Choosing CSU to pursue a Ph.D. was a no-brainer for Vander Zanden, who was 17 when she visited Fort Collins for the first time and interviewed for the graduate program. She fell in love with campus, and with the small, close-knit biochemistry department. She chose CSU over two other Ph.D. programs.

“People were laid back, but still doing fantastic science,” she said.

Before she turned 18, Vander Zanden began her Ph.D. under the mentorship of Professor Shing Ho. With Ho, she learned “how to think as an independent scientist,” to come up with her own questions, and to “figure out what’s interesting about the data you’ve just collected.”

Her Ph.D. examined the mechanics and functions of a DNA marker called hydroxymethylcytosine. The marker plays an important role in DNA recombination, the process by which damaged DNA fixes itself.

Ho said when Vander Zanden first joined his lab, she was put on a project about halogen bonding. Soon after, he asked her to change focus to the new study – on which she would eventually write her thesis – for determining hydroxymethylcytosine’s role in recombination. This switch required Vander Zanden to learn techniques Ho’s lab was not expert in, and to create an entirely new research direction.

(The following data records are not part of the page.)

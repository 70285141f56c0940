//! Cascading difficulty clone through the public API

use mapedit::{
    config::{DifficultyTokens, EditorConfig},
    core::{AiTriggerType, Difficulties, Difficulty, Entity, TaskForce, TeamType},
    edit::{clone_for_easier_difficulties, AddEntity},
    MapDocument, MutationEngine,
};
use similar_asserts::assert_eq;

/// TF1 (two entries) <- TT1 <- AI1 (Hard), built through the history
fn build_chain(doc: &mut MapDocument, engine: &mut MutationEngine, names: [&str; 3]) {
    let tf = doc.allocator.allocate();
    let team = doc.allocator.allocate();
    let ai = doc.allocator.allocate();
    let entities = [
        Entity::TaskForce(
            TaskForce::new(tf, names[0])
                .with_entry("E1", 6)
                .with_entry("MTNK", 2),
        ),
        Entity::TeamType(TeamType::new(team, names[1]).with_task_force(tf)),
        Entity::AiTrigger(AiTriggerType::new(ai, names[2], "Americans").with_primary(team)),
    ];
    for entity in entities {
        let m = AddEntity::new(doc, entity).unwrap();
        engine.perform(doc, Box::new(m)).unwrap();
    }
}

#[test]
fn test_hard_trigger_gets_medium_and_easy_chains() {
    let mut doc = MapDocument::new();
    let mut engine = MutationEngine::new();
    build_chain(&mut doc, &mut engine, ["TF1", "TT1", "AI1"]);
    let ai1 = doc.ai_triggers.find_by_name("AI1").unwrap().clone();
    let tf1 = doc.task_forces.find_by_name("TF1").unwrap().clone();

    clone_for_easier_difficulties(&mut doc, ai1.id).unwrap();

    // Source is unchanged except for its tier flags
    let mut expected_source = ai1.clone();
    expected_source.enabled = Difficulties::only(Difficulty::Hard);
    assert_eq!(doc.ai_triggers.get(ai1.id).unwrap(), &expected_source);

    for (tier, suffix) in [(Difficulty::Medium, "Medium"), (Difficulty::Easy, "Easy")] {
        let ai = doc
            .ai_triggers
            .find_by_name(&format!("AI1 {suffix}"))
            .unwrap();
        assert_eq!(ai.enabled, Difficulties::only(tier));
        assert_eq!(ai.owner, "Americans");
        assert_eq!(ai.secondary_team, None);

        let team = doc.team_types.get(ai.primary_team.unwrap()).unwrap();
        assert_eq!(team.name, format!("TT1 {suffix}"));
        let tf = doc.task_forces.get(team.task_force.unwrap()).unwrap();
        assert_eq!(tf.name, format!("TF1 {suffix}"));
        assert_eq!(tf.entries, tf1.entries);
        assert_ne!(tf.id, tf1.id);
    }

    assert_eq!(doc.ai_triggers.len(), 3);
    assert_eq!(doc.team_types.len(), 3);
    assert_eq!(doc.task_forces.len(), 3);
    doc.check_integrity().unwrap();

    // Not part of the history
    assert_eq!(engine.undo_count(), 3);
}

#[test]
fn test_second_run_creates_no_new_teams_or_task_forces() {
    let mut doc = MapDocument::new();
    let mut engine = MutationEngine::new();
    build_chain(&mut doc, &mut engine, ["TF1", "TT1", "AI1"]);
    let ai1 = doc.ai_triggers.find_by_name("AI1").unwrap().id;

    let first = clone_for_easier_difficulties(&mut doc, ai1).unwrap();
    let second = clone_for_easier_difficulties(&mut doc, ai1).unwrap();

    assert_eq!(first.created_team_types.len(), 2);
    assert_eq!(first.created_task_forces.len(), 2);
    assert!(second.created_team_types.is_empty());
    assert!(second.created_task_forces.is_empty());

    let mut reused = second.reused_team_types.clone();
    reused.sort();
    let mut created = first.created_team_types.clone();
    created.sort();
    assert_eq!(reused, created);

    assert_eq!(doc.team_types.len(), 3);
    assert_eq!(doc.task_forces.len(), 3);
}

#[test]
fn test_hard_token_in_names_is_substituted() {
    let mut doc = MapDocument::new();
    let mut engine = MutationEngine::new();
    build_chain(&mut doc, &mut engine, ["Rush TF Hard", "Rush TT Hard", "Rush Hard"]);
    let ai = doc.ai_triggers.find_by_name("Rush Hard").unwrap().id;

    clone_for_easier_difficulties(&mut doc, ai).unwrap();

    assert!(doc.ai_triggers.find_by_name("Rush Medium").is_some());
    assert!(doc.team_types.find_by_name("Rush TT Easy").is_some());
    assert!(doc.task_forces.find_by_name("Rush TF Medium").is_some());
}

#[test]
fn test_configured_tokens() {
    let config = EditorConfig {
        difficulty_tokens: DifficultyTokens {
            easy: "E".to_string(),
            medium: "M".to_string(),
            hard: "H".to_string(),
        },
        ..EditorConfig::default()
    };
    let mut doc = MapDocument::with_config(config);
    let mut engine = MutationEngine::new();
    build_chain(&mut doc, &mut engine, ["TF-H", "TT-H", "AI-H"]);
    let ai = doc.ai_triggers.find_by_name("AI-H").unwrap().id;

    clone_for_easier_difficulties(&mut doc, ai).unwrap();

    assert!(doc.ai_triggers.find_by_name("AI-M").is_some());
    assert!(doc.team_types.find_by_name("TT-E").is_some());
    assert!(doc.task_forces.find_by_name("TF-M").is_some());
}

#[test]
fn test_shared_team_is_cloned_once_per_tier() {
    let mut doc = MapDocument::new();
    let mut engine = MutationEngine::new();
    build_chain(&mut doc, &mut engine, ["TF1", "TT1", "AI1"]);
    let ai = doc.ai_triggers.find_by_name("AI1").unwrap().id;
    let team = doc.team_types.find_by_name("TT1").unwrap().id;
    doc.ai_triggers.get_mut(ai).unwrap().secondary_team = Some(team);

    let report = clone_for_easier_difficulties(&mut doc, ai).unwrap();
    assert_eq!(report.created_team_types.len(), 2);
    assert_eq!(report.reused_team_types.len(), 2);

    let medium = doc.ai_triggers.find_by_name("AI1 Medium").unwrap();
    assert_eq!(medium.primary_team, medium.secondary_team);
}
//! Team types: a task force plus script, tag, owner and AI behaviour flags

use crate::core::{DocEntity, EntityId, WaypointId};
use serde::{Deserialize, Serialize};

/// Boolean behaviour switches of a team type
#[derive(Debug, Clone, Default, PartialEq, Eq, Serialize, Deserialize)]
pub struct TeamFlags {
    pub aggressive: bool,
    pub annoyance: bool,
    pub autocreate: bool,
    pub droppod: bool,
    pub full: bool,
    pub guard_slower: bool,
    pub loadable: bool,
    pub prebuild: bool,
    pub recruiter: bool,
    pub reinforce: bool,
    pub suicide: bool,
    pub whiplash: bool,
}

#[derive(Debug, Clone, PartialEq, Eq, Serialize, Deserialize)]
pub struct TeamType {
    pub id: EntityId,
    pub name: String,

    pub task_force: Option<EntityId>,
    pub script: Option<EntityId>,
    pub tag: Option<EntityId>,

    /// Owning country
    pub house_type: Option<EntityId>,

    pub waypoint: Option<WaypointId>,
    pub transport_waypoint: Option<WaypointId>,

    pub flags: TeamFlags,
    pub priority: u32,
    pub max: u32,
    pub tech_level: u8,
    pub veteran_level: u8,
    pub group: i32,
}

impl TeamType {
    pub fn new(id: EntityId, name: impl Into<String>) -> Self {
        TeamType {
            id,
            name: name.into(),
            task_force: None,
            script: None,
            tag: None,
            house_type: None,
            waypoint: None,
            transport_waypoint: None,
            flags: TeamFlags::default(),
            priority: 5,
            max: 5,
            tech_level: 0,
            veteran_level: 1,
            group: -1,
        }
    }

    pub fn with_task_force(mut self, task_force: EntityId) -> Self {
        self.task_force = Some(task_force);
        self
    }

    pub fn with_script(mut self, script: EntityId) -> Self {
        self.script = Some(script);
        self
    }

    pub fn with_waypoint(mut self, waypoint: WaypointId) -> Self {
        self.waypoint = Some(waypoint);
        self
    }
}

impl DocEntity for TeamType {
    fn id(&self) -> EntityId {
        self.id
    }

    fn name(&self) -> &str {
        &self.name
    }
}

“It took determination and real courage as a scientist to take this leap of faith, and I could not imagine any other student of her age, or any age, taking on such a challenge,” Ho said.

A compassionate individual and a source of intellectual and emotional support for many, Vander Zanden has earned the respect of students, faculty and others around her, Ho said. “It has been a genuine honor to have played a part in helping Crystal find her passion in science and in teaching these past six years.”

Finding a passion for teaching

During her time at CSU, Vander Zanden received a National Institutes of Health pre-doctoral fellowship, and also received the College of Natural Sciences Graduate Student Excellence in Teaching Award. At the time, Vander Zanden was a teaching assistant in two courses, including physical biochemistry – among the most challenging of undergraduate courses for biochemistry majors.

Vander Zanden said she routinely had 10 or more students crammed into her graduate student space during office hours. And it was through these types of experiences that she discovered how much she enjoys teaching.

“It was an awesome thing to teach students until they actually understood something, and they felt empowered within themselves,” Vander Zanden said.

She is also not one to take education – and the opportunities she has embraced – lightly.

“Education is one of the only means we have in our society to do better than our parents,” she said. “It’s an amazing thing … and I want to be a part of that.”

When Vander Zanden first applied to the Ph.D. program at CSU, her mom came with her, because Vander Zanden was not technically an adult. Besides some minor social setbacks with being under the legal drinking age for most of her time here, being younger has not been a major factor, with her peers or her students.

Though, “driving was an issue in undergrad,” she recalls. “I was able to drive the same year everyone in my class was able to drink.”